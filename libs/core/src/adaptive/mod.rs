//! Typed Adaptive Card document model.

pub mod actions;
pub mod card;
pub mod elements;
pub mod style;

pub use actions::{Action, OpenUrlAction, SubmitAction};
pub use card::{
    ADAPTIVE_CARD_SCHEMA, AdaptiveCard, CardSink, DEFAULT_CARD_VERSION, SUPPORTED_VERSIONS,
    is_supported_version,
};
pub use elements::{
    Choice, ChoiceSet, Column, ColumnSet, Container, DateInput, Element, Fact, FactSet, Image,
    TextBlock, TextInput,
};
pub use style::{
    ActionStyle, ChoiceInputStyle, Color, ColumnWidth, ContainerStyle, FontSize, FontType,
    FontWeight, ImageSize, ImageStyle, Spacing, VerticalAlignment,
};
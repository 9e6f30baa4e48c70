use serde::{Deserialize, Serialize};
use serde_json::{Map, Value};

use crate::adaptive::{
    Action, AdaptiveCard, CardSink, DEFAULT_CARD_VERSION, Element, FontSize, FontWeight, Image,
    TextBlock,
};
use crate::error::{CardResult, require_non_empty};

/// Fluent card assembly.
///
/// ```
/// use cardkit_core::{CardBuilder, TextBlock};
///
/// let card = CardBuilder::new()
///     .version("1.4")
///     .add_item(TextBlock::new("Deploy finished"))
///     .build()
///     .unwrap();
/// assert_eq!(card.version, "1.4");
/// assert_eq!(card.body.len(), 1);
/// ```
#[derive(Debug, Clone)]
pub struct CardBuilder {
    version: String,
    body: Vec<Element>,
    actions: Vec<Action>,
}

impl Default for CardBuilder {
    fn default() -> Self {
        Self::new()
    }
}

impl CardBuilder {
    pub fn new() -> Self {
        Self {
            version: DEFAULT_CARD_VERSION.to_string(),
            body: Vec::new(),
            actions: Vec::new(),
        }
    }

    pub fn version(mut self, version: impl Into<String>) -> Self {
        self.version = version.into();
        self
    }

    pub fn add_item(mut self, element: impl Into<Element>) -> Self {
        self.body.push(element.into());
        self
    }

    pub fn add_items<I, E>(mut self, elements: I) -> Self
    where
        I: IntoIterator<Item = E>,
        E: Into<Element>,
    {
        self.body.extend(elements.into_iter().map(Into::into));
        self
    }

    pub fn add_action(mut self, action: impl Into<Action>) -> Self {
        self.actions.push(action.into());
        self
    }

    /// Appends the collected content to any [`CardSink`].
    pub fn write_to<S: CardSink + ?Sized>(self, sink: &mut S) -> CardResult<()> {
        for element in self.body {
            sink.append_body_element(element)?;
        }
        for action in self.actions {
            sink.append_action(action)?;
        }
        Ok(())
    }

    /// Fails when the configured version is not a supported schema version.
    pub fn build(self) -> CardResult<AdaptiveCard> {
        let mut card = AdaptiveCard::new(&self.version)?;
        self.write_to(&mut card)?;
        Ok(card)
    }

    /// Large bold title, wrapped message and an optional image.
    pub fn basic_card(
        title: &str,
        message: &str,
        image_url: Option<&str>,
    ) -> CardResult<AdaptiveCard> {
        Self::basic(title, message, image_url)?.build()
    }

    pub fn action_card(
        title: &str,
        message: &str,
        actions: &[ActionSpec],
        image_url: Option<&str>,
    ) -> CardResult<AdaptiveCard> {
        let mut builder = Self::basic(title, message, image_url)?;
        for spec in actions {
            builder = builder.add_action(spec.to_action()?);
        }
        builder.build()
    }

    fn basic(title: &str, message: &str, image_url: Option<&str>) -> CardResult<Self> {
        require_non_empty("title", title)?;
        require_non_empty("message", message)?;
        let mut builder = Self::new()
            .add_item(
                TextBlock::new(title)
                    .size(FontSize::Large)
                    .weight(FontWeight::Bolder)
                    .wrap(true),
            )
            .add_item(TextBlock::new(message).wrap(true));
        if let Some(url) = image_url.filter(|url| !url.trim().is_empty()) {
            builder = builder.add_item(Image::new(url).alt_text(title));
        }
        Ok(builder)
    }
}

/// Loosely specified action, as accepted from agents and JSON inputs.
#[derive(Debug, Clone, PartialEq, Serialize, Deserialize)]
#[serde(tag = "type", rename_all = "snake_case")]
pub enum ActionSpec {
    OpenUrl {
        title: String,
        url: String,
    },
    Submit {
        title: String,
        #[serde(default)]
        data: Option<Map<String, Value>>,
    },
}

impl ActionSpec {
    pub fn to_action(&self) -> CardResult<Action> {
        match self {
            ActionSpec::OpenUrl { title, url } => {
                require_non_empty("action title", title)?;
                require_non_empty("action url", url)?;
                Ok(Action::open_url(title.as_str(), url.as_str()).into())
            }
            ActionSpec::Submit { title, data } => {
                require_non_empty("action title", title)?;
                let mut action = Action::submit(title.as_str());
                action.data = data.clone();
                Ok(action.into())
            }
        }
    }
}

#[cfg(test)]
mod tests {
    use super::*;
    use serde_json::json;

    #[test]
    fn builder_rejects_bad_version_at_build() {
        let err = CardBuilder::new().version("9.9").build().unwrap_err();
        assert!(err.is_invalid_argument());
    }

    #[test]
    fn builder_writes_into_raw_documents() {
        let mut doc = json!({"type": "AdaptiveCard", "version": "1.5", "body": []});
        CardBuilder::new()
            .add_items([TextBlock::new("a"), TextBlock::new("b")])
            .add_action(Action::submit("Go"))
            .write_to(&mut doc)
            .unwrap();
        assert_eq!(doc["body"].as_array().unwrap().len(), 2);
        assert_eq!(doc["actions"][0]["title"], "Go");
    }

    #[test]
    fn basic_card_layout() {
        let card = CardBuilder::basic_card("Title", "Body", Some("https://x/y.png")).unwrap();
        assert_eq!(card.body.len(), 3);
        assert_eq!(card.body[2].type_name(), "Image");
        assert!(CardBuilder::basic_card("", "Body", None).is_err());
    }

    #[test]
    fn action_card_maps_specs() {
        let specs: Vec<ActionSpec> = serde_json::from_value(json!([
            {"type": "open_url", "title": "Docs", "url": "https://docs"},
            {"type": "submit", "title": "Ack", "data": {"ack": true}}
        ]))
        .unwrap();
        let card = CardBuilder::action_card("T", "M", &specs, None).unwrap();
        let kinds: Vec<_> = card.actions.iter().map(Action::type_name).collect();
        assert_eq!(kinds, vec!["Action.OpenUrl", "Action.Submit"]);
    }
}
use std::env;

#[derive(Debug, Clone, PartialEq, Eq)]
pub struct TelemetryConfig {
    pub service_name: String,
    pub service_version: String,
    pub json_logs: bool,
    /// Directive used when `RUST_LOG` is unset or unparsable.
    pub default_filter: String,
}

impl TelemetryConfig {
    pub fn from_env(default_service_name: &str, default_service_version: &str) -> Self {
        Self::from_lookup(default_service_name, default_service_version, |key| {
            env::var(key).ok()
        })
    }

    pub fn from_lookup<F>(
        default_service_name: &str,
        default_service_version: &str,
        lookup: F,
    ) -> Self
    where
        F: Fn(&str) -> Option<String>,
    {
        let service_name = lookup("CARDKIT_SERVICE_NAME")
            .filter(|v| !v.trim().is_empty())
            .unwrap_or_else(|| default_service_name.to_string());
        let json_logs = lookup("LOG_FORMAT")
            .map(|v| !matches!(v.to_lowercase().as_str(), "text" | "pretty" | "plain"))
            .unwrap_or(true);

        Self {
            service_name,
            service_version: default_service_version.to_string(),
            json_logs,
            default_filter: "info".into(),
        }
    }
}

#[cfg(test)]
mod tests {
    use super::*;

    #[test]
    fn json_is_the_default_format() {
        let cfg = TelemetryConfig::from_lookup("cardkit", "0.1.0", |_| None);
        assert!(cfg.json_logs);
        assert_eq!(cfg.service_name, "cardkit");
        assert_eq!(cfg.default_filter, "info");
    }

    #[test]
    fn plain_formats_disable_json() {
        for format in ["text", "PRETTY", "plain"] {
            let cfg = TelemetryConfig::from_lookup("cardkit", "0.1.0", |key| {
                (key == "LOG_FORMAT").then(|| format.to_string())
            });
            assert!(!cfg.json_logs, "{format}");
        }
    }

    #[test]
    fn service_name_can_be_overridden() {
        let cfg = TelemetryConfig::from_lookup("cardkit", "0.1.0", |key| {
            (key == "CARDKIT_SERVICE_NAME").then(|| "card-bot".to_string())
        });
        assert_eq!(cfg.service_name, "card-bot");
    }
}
++++++++++++++++++++
Go through the records and count the lines that include "Large", then give only that number.

2